The doctor winced as some thought struck him.

“Just try not to eat any plants or bugs before you are provided with some proper genetic samples by our affiliate. Those work out only in the rarest of cases, as their genetic traits are often too different from the human genome. It would be a shame to lose a test subject to such an easily avoidable mistake.

“Be aware that you can exchange genetic traits with other humans who share your nanites through regular intercourse, and that this can only happen between members of opposite genders. After all, the point of this project is to create a stable population of evolved humans on Tirnanog. Even if the government has given up on the possibility and is more interested in the more practical applications of our research… but that doesn't concern you...”

The man on the screen kept talking, but my attention was drawn to the pit. The light grew brighter and brighter as the humming increased.

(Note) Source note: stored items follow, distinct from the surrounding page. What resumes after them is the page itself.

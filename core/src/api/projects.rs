//! Projects.

use uuid::Uuid;

use crate::client::FlagsmithClient;
use crate::error::ApiError;
use crate::http::HttpMethod;
use crate::transport::Transport;
use crate::types::Project;

impl<T: Transport> FlagsmithClient<T> {
    pub fn get_project(&self, project_uuid: Uuid) -> Result<Project, ApiError> {
        self.get(&format!("/projects/get-by-uuid/{project_uuid}/"))
    }

    pub fn get_project_by_id(&self, project_id: i64) -> Result<Project, ApiError> {
        self.get(&format!("/projects/{project_id}/"))
    }

    pub fn create_project(&self, project: &Project) -> Result<Project, ApiError> {
        self.send(HttpMethod::Post, "/projects/", project)
    }

    pub fn update_project(&self, project: &Project) -> Result<Project, ApiError> {
        let project_id = project.id.ok_or(ApiError::MissingReference("project"))?;
        self.send(HttpMethod::Put, &format!("/projects/{project_id}/"), project)
    }

    pub fn delete_project(&self, project_id: i64) -> Result<(), ApiError> {
        self.delete(&format!("/projects/{project_id}/"))
    }
}
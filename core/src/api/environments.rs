//! Environments, addressed by their client-side API key.

use uuid::Uuid;

use crate::client::FlagsmithClient;
use crate::error::ApiError;
use crate::http::HttpMethod;
use crate::transport::Transport;
use crate::types::Environment;

impl<T: Transport> FlagsmithClient<T> {
    pub fn get_environment(&self, api_key: &str) -> Result<Environment, ApiError> {
        self.get(&format!("/environments/{api_key}/"))
    }

    pub fn get_environment_by_uuid(&self, environment_uuid: Uuid) -> Result<Environment, ApiError> {
        self.get(&format!("/environments/get-by-uuid/{environment_uuid}/"))
    }

    pub fn create_environment(&self, environment: &Environment) -> Result<Environment, ApiError> {
        self.send(HttpMethod::Post, "/environments/", environment)
    }

    /// Environments are addressed by their API key, not their id.
    pub fn update_environment(&self, environment: &Environment) -> Result<Environment, ApiError> {
        if environment.api_key.is_empty() {
            return Err(ApiError::MissingReference("environment api key"));
        }
        self.send(
            HttpMethod::Put,
            &format!("/environments/{}/", environment.api_key),
            environment,
        )
    }

    pub fn delete_environment(&self, api_key: &str) -> Result<(), ApiError> {
        self.delete(&format!("/environments/{api_key}/"))
    }
}
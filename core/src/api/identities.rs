//! Identities and their traits.

use crate::client::FlagsmithClient;
use crate::error::ApiError;
use crate::http::HttpMethod;
use crate::transport::Transport;
use crate::types::{Identity, Page, Trait};

impl<T: Transport> FlagsmithClient<T> {
    pub fn get_identity(&self, environment_key: &str, identity_id: i64) -> Result<Identity, ApiError> {
        self.get(&format!("/environments/{environment_key}/identities/{identity_id}/"))
    }

    pub fn create_identity(&self, environment_key: &str, identity: &Identity) -> Result<Identity, ApiError> {
        self.send(
            HttpMethod::Post,
            &format!("/environments/{environment_key}/identities/"),
            identity,
        )
    }

    pub fn delete_identity(&self, environment_key: &str, identity_id: i64) -> Result<(), ApiError> {
        self.delete(&format!("/environments/{environment_key}/identities/{identity_id}/"))
    }

    /// First page of an identity's traits.
    pub fn list_traits(&self, environment_key: &str, identity_id: i64) -> Result<Vec<Trait>, ApiError> {
        let page: Page<Trait> = self.get(&traits_path(environment_key, identity_id))?;
        Ok(page.results)
    }

    pub fn create_trait(&self, environment_key: &str, identity_id: i64, identity_trait: &Trait) -> Result<Trait, ApiError> {
        self.send(
            HttpMethod::Post,
            &traits_path(environment_key, identity_id),
            identity_trait,
        )
    }

    pub fn update_trait(&self, environment_key: &str, identity_id: i64, identity_trait: &Trait) -> Result<Trait, ApiError> {
        let trait_id = identity_trait.id.ok_or(ApiError::MissingReference("trait"))?;
        self.send(
            HttpMethod::Put,
            &format!("{}{trait_id}/", traits_path(environment_key, identity_id)),
            identity_trait,
        )
    }

    pub fn delete_trait(&self, environment_key: &str, identity_id: i64, trait_id: i64) -> Result<(), ApiError> {
        self.delete(&format!("{}{trait_id}/", traits_path(environment_key, identity_id)))
    }
}

fn traits_path(environment_key: &str, identity_id: i64) -> String {
    format!("/environments/{environment_key}/identities/{identity_id}/traits/")
}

“… Lastly, let me remind you that while you might feel very good at the moment, that won’t be the case on Tirnanog. The planet has roughly two times the gravity of Earth. The changes to your bodies should have already accomplished the bare minimum to have you survive under those conditions. Additionally, Tirnanog is revolving around a white dwarf in very close proximity. Meaning that it will be unpleasantly bright until you have adapted to the environment.”

The man on the screen nodded gravely.

“Let me wish you the best of luck. However inhumane your punishment may seem, random evolution and mutation is the only path that’s left to move forward for humanity. All other attempts have failed, so our hopes rest on you.”

I desired nothing more than to curse this man and his speech, but at that moment my wheelchair tipped forward over the pit's edge. I was left hanging at a ninety-degree angle above the flickering energy effect that now filled the entire pit.

The whirring noise became all-encompassing as it droned out the so-called scientist’s voice. From my point of view, his methods sounded like nothing more than the random experiments an alchemist of old may have used.

Already guessing at what would happen, I tried to fumble for purchase with my hands, but it was futile. Whoever had designed these chairs made sure the prisoners had no easy handholds.

Wavering, and whirling, the light rose from the bottom of the pit. It wasn’t what I had expected the wormhole to look like. But hadn’t the scientist said that the other side was illuminated by a white dwarf?

Before I could finish the thought, my restraints and those of forty-nine other exiles released, dropping us into the pit and onto another world.